■ **ACTIVITY**: Filter the entries that follow, copying every line in which the word "services" appears.

■ **RECORDS PROVIDED**:
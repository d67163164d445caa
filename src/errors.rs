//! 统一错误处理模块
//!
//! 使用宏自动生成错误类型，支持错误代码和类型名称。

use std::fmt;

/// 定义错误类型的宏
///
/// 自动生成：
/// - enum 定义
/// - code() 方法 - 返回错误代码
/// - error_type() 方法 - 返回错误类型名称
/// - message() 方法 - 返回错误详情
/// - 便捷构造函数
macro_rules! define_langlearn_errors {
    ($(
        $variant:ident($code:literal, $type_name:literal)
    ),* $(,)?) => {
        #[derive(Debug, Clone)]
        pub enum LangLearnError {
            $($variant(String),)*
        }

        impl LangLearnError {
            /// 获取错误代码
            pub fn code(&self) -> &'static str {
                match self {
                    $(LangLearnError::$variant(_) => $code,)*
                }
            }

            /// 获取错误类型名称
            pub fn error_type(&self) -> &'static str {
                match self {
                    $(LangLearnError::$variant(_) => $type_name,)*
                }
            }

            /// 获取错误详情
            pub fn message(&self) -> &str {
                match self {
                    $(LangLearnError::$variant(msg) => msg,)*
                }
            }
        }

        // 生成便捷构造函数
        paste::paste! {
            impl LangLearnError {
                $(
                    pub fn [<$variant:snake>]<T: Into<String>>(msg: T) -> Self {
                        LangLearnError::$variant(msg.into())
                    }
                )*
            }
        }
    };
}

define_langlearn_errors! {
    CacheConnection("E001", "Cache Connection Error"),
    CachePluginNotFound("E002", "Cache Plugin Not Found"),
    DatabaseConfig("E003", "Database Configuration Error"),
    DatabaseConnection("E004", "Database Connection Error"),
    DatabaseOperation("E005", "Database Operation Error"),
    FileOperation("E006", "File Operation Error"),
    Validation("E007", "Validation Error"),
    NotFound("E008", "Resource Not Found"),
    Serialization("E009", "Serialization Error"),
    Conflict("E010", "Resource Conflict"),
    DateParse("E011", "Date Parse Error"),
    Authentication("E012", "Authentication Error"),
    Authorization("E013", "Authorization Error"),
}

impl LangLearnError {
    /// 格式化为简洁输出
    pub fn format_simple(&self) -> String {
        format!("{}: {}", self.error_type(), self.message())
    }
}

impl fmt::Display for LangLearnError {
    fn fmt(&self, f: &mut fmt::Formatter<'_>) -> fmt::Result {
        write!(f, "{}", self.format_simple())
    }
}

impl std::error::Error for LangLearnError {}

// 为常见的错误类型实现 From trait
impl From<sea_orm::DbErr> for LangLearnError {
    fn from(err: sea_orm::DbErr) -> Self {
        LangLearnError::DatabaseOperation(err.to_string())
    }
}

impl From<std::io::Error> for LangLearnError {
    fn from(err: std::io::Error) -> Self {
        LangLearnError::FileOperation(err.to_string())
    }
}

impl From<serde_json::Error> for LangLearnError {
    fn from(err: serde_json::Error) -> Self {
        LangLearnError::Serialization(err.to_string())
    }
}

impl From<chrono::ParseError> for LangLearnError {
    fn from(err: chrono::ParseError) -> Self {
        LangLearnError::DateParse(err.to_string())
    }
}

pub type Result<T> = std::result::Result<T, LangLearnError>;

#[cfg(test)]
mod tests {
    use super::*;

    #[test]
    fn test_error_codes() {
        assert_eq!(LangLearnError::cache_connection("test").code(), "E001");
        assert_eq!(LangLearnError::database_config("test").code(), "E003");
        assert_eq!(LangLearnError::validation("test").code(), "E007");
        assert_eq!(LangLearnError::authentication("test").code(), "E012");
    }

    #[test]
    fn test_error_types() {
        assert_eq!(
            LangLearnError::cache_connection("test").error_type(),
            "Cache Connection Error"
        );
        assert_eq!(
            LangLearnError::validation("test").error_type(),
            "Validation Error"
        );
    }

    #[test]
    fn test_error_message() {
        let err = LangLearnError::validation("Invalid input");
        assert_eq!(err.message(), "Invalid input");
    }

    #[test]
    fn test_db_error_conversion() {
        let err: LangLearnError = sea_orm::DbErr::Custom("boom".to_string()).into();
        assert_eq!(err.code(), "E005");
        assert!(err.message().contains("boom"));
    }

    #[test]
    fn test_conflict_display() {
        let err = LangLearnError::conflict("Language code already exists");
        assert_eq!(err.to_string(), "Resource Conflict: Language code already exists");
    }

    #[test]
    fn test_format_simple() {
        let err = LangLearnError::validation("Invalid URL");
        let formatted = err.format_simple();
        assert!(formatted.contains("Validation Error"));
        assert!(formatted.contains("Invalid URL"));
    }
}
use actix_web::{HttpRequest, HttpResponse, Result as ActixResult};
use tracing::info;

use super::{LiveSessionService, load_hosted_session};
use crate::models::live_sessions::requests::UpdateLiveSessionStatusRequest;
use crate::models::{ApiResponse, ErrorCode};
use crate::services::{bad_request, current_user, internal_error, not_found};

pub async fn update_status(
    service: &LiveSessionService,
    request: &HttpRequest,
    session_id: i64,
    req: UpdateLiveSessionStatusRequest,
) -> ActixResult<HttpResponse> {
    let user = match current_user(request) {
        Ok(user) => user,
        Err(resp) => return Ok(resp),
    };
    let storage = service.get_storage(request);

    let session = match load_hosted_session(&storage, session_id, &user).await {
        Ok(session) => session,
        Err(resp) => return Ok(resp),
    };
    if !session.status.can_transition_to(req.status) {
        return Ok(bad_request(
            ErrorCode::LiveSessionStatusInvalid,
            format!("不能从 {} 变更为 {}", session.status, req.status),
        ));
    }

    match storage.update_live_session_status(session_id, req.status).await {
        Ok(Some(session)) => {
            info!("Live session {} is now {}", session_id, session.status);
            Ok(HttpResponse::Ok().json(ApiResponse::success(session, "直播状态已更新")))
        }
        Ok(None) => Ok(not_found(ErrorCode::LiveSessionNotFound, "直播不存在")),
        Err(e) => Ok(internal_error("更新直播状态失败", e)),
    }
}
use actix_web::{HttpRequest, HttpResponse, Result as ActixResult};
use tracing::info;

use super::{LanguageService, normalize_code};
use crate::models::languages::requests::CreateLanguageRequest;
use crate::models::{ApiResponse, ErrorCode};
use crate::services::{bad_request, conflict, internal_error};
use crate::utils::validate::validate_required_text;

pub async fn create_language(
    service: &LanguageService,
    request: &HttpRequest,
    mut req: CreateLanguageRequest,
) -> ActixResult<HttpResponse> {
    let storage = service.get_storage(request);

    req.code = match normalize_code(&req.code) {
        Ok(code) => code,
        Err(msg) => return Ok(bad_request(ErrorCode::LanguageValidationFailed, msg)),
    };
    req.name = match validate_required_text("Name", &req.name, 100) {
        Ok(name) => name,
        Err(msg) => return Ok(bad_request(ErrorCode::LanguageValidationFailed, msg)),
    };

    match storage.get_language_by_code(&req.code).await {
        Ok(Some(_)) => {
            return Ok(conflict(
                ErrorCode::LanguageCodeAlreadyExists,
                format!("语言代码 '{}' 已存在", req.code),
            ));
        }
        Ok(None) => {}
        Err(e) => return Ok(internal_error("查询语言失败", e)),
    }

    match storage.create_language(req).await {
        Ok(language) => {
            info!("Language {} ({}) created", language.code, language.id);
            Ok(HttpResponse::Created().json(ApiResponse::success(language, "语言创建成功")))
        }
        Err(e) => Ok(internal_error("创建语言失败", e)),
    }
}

* * *

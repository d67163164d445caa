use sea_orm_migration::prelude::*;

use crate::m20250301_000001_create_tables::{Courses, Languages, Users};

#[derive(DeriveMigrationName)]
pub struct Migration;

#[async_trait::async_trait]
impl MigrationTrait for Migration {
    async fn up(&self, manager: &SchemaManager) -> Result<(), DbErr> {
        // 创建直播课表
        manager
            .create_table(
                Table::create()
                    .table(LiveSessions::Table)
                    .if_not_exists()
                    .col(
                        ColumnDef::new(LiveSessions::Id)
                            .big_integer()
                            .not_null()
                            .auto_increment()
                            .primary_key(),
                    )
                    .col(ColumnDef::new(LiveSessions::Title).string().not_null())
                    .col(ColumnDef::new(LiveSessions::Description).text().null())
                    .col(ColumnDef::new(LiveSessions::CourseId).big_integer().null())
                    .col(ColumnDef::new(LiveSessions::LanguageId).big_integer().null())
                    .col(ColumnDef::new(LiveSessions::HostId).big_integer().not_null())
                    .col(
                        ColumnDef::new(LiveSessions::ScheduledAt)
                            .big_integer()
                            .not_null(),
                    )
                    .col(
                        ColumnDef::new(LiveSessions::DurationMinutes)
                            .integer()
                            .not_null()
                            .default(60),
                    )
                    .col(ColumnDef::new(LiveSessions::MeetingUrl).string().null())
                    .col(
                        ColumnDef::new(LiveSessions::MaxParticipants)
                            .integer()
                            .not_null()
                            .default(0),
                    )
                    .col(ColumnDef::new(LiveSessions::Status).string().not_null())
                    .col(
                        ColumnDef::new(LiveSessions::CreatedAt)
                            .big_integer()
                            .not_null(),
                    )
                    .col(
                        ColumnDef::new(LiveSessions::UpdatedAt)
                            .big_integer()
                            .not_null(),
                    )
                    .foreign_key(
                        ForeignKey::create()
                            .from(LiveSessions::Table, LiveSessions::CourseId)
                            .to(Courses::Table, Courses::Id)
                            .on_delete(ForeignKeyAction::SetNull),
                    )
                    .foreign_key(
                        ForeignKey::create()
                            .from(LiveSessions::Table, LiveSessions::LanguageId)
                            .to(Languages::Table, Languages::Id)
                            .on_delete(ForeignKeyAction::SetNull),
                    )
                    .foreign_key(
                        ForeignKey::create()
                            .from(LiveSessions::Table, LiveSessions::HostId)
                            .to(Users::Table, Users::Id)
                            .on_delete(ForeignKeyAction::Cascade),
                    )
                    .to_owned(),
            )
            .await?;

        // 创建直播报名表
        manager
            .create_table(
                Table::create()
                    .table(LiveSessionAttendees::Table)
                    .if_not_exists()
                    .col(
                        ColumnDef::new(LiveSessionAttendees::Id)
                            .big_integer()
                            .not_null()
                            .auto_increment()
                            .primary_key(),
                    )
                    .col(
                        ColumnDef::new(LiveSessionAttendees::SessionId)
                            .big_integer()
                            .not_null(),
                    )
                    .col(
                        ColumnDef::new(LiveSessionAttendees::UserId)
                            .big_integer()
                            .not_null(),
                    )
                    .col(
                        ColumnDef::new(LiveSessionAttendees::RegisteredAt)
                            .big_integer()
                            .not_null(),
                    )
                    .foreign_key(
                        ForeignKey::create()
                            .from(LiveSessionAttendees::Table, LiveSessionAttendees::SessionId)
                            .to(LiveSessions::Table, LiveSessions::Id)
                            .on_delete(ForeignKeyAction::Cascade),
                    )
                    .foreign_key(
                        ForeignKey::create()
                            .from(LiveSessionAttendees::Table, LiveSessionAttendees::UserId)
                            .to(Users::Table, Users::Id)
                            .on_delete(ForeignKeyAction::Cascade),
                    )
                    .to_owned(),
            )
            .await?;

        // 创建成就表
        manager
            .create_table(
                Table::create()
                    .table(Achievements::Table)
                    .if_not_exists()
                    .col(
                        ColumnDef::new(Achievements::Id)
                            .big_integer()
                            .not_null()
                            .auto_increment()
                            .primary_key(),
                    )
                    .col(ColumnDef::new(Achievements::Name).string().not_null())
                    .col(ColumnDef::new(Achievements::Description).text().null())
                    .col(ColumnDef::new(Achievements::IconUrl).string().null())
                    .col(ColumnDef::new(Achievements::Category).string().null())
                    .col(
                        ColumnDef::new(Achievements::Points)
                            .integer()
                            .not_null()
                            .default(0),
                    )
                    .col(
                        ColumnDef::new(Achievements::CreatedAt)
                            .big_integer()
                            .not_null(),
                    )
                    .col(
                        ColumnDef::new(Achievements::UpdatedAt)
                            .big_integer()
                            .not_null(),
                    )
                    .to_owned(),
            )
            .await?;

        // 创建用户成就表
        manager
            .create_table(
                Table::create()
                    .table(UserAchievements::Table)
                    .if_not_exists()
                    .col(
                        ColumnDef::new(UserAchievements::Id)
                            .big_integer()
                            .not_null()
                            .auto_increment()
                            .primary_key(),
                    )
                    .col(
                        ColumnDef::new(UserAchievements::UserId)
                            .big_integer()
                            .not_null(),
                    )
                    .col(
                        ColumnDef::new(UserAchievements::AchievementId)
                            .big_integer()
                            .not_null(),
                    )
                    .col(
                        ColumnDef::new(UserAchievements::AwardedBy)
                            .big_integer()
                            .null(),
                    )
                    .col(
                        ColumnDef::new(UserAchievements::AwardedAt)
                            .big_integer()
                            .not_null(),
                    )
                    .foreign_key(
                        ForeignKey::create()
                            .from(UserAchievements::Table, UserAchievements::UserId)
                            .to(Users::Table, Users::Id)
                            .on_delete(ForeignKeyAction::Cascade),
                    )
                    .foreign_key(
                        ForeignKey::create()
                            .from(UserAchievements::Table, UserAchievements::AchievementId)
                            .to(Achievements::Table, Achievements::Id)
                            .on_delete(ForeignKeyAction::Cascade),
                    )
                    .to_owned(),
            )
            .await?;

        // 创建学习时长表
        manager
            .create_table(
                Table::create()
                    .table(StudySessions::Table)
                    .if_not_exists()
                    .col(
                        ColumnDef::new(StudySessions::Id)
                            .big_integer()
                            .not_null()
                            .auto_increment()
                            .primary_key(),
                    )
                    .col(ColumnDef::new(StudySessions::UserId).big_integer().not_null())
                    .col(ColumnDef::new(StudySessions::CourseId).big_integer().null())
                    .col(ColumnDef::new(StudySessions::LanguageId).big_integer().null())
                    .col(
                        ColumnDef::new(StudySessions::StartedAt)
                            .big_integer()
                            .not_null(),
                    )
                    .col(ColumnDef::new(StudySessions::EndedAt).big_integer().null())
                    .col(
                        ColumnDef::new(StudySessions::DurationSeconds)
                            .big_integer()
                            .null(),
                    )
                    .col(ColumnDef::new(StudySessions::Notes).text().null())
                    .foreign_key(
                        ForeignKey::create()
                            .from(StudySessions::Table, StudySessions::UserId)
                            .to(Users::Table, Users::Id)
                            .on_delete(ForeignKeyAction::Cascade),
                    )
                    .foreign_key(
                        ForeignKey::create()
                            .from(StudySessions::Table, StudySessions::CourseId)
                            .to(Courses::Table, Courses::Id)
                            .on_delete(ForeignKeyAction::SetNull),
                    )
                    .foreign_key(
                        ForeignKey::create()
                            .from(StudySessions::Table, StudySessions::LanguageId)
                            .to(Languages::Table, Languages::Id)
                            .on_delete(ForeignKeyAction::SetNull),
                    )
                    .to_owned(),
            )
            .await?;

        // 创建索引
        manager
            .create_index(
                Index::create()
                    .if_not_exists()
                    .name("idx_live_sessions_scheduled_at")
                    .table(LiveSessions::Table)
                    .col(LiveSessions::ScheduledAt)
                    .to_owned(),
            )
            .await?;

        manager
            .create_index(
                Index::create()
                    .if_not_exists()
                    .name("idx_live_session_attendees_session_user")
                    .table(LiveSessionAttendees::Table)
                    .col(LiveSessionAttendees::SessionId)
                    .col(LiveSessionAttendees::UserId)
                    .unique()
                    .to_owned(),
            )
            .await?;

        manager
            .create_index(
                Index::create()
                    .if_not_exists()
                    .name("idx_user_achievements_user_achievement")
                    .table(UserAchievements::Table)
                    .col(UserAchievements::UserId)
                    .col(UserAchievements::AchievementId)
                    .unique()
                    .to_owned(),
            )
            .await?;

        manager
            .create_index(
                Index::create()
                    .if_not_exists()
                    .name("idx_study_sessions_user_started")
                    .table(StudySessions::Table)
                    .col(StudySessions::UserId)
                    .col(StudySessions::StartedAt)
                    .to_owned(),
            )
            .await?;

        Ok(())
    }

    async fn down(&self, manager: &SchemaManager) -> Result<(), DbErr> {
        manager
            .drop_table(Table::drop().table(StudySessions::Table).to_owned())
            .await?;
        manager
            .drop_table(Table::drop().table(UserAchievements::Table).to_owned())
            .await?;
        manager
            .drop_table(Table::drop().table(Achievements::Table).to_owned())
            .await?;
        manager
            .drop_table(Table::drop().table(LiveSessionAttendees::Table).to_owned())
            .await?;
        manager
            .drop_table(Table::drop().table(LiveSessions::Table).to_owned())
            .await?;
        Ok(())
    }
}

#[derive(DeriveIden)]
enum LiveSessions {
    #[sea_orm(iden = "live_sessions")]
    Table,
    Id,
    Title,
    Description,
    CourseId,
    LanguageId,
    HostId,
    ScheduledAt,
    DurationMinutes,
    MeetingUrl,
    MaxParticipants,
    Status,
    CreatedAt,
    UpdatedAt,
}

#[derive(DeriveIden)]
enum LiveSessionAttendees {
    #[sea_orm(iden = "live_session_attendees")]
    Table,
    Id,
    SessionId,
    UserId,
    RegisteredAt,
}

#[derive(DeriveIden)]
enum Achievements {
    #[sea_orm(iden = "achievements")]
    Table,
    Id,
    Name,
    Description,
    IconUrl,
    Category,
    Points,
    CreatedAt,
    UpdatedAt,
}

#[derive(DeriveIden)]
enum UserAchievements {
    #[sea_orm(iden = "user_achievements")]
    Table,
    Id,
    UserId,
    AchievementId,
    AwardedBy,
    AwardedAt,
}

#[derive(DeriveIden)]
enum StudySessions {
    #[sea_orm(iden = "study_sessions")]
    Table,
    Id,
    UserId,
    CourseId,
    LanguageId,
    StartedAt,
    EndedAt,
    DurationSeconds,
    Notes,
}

■ **OUTPUT OF THE TASK**:
use crate::services::{bad_request, current_user, internal_error, not_found};
use crate::services::{bad_request, conflict, internal_error};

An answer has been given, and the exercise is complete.